Where to buy hearing aids — online or from a hearing professional?

If you’re reading this post, you’re probably thinking about getting hearing aids. You’re doing what almost everyone does today before they buy a vacuum or TV, or book a vacation or try a new restaurant — you’re doing online research.

You are smart. Consumers today have an abundance of information and reviews at their fingertips. There’s little reason today not to research a product or service before you purchase, particularly if it’s a bigger investment. And there is no getting around the fact that hearing aids and better hearing are an investment. An investment that can significantly better your life.

This article isn’t about the different makes, models or features of hearing aids. We’re going to talk about where to get hearing aids and the pros and cons of each.

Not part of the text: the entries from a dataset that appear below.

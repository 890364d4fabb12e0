//! The `SwipeStore` trait.
//!
//! Implemented by storage backends (e.g. `swipe-store-sqlite`). The HTTP
//! layer depends on this abstraction, not on any concrete backend.

use std::future::Future;

use crate::{range::TimeRange, swipe::SwipeRecord};

/// Abstraction over the swipe table.
///
/// Records are append-only: nothing is ever updated or deleted.
pub trait SwipeStore: Send + Sync {
  type Error: std::error::Error + Send + Sync + 'static;

  /// Persist a swipe for `card_number`, stamped with the store's current
  /// time, and return the stored record.
  fn record_swipe(
    &self,
    card_number: String,
  ) -> impl Future<Output = Result<SwipeRecord, Self::Error>> + Send + '_;

  /// All swipes whose timestamp lies in `range` (inclusive), ordered by
  /// timestamp and then by insertion.
  fn swipes_between(
    &self,
    range: TimeRange,
  ) -> impl Future<Output = Result<Vec<SwipeRecord>, Self::Error>> + Send + '_;
}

There are two main options; either from a local hearing professional or from an internet retailer. Let’s compare the two.

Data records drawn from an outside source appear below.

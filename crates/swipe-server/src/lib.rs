//! HTTP layer for the card swipe service.
//!
//! Exposes an axum [`Router`] backed by any [`SwipeStore`]:
//!
//! | Route | Auth | Purpose |
//! |-------|------|---------|
//! | `GET /` | no | welcome text |
//! | `GET /card` | no | kiosk HTML page |
//! | `GET /send` | `pw` | record a swipe for `card` |
//! | `GET /data` | `pw` | pseudonymized swipes between `start` and `end` |

pub mod auth;
pub mod config;
pub mod error;
pub mod handlers;
pub mod validation;

pub use config::ServerConfig;
pub use error::Error;

use std::sync::Arc;

use axum::{Router, http::Method, routing::get};
use swipe_core::store::SwipeStore;
use tower_http::{
  cors::{Any, CorsLayer},
  trace::TraceLayer,
};

use auth::SharedSecret;
use handlers::{data, info, send};

// ─── Application state ────────────────────────────────────────────────────────

/// Shared state threaded through all axum handlers.
#[derive(Clone)]
pub struct AppState<S: SwipeStore> {
  pub store:  Arc<S>,
  pub secret: Arc<SharedSecret>,
}

impl<S: SwipeStore> AppState<S> {
  pub fn new(store: S, secret: SharedSecret) -> Self {
    Self { store: Arc::new(store), secret: Arc::new(secret) }
  }
}

// ─── Router ───────────────────────────────────────────────────────────────────

/// Build the axum [`Router`] for the service.
pub fn router<S>(state: AppState<S>) -> Router
where
  S: SwipeStore + Clone + Send + Sync + 'static,
{
  // The kiosk page may be served from another origin.
  let cors = CorsLayer::new()
    .allow_origin(Any)
    .allow_methods([Method::GET, Method::HEAD, Method::OPTIONS])
    .allow_headers(Any);

  Router::new()
    .route("/",     get(info::welcome))
    .route("/card", get(info::card_page))
    .route("/send", get(send::handler::<S>))
    .route("/data", get(data::handler::<S>))
    .layer(cors)
    .layer(TraceLayer::new_for_http())
    .with_state(state)
}

// ─── Integration tests ────────────────────────────────────────────────────────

The pros of buying hearing aids online

Convenience

No doubt, buying products online is easy and convenient, and hearing aids are no exception. Ordering from the comfort of your home or office — and having it delivered to you without needing to go anywhere — is pretty much the benefit that online shopping was founded on.

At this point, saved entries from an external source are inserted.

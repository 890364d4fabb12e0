pub mod data;
pub mod info;
pub mod send;

use axum::extract::{Query, rejection::QueryRejection};

use crate::error::Error;

/// Unwrap a `Query` extraction, turning a binding failure into a 400.
pub(super) fn bound<T>(params: Result<Query<T>, QueryRejection>) -> Result<T, Error> {
  let Query(params) = params?;
  Ok(params)
}
//! Error type for `swipe-store-sqlite`.

use thiserror::Error;

#[derive(Debug, Error)]
pub enum Error {
  #[error("core error: {0}")]
  Core(#[from] swipe_core::Error),

  #[error("database error: {0}")]
  Database(#[from] tokio_rusqlite::Error),

  #[error("date/time parse error: {0}")]
  DateParse(String),

  #[error("database url is empty")]
  EmptyDatabaseUrl,
}

pub type Result<T, E = Error> = std::result::Result<T, E>;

Of course, returning items can quickly negate that benefit if you need to repackage it and take it to a post office or shipping facility. And certain things just beg to be “tried on” first, increasing the likelihood they’ll need to be returned if you don’t. That’s why 30% of all products ordered online are returned, vs. only 9% of products purchased in a store.1

Hearing aid prices

Cost can also be a benefit of buying online. While it’s not the case with every item (especially if there are shipping fees involved), it is when purchasing hearing aids online. In fact, cost is probably the biggest incentive for buying hearing aids on the internet.

Unfortunately, convenience and cost are where the benefits of buying hearing aids from an online retailer end. And even those two aren’t all they’re cracked up to be.

Convenience is offset by the fact that — to get a hearing aid programmed for your hearing loss — you’ll want a proper evaluation and will need to send in an audiogram, which you can only get by leaving your house and going to a hearing professional. Then there’s that 30% online return rate discussed above. Meaning there’s at least a 1 in 3 chance you’ll want or need to return it. (Probably more for hearing aids bought online due to the “try on” factor.)

Plus, if you need any adjustments made to your hearing aids to optimise comfort and performance, you first need to repackage and ship them to the retailer. Then, it can take weeks to receive the instruments back from an online service.

As for cost, while you’ll most likely find hearing aid prices are less online, most people conclude that what they get in return is not worth the savings. To explain that, let’s move into the benefits of buying hearing aids from a local hearing professional — also known as “the things you don’t get when you buy online.”

The pros of buying hearing aids from a hearing professional

Yes, a hearing aid is a tangible product that you can ship in a box and, in theory, start using after “some assembly required.” But it’s also a high-tech medical device that works best when matched to an individual’s unique physical and lifestyle characteristics, programmed and fine-tuned to their specific hearing needs, and then followed up with and supported by an expert in hearing care.

Just as you wouldn’t be satisfied buying a suit or wedding dress without measurements, consultation and tailoring, nor would you prescribe yourself and know the right dosage of medication needed to treat your specific arthritis, high blood pressure, anxiety, or diabetes, getting a one-size-fits-all hearing aid without consultation from an expert is most likely going to disappoint or not work the way you need it to.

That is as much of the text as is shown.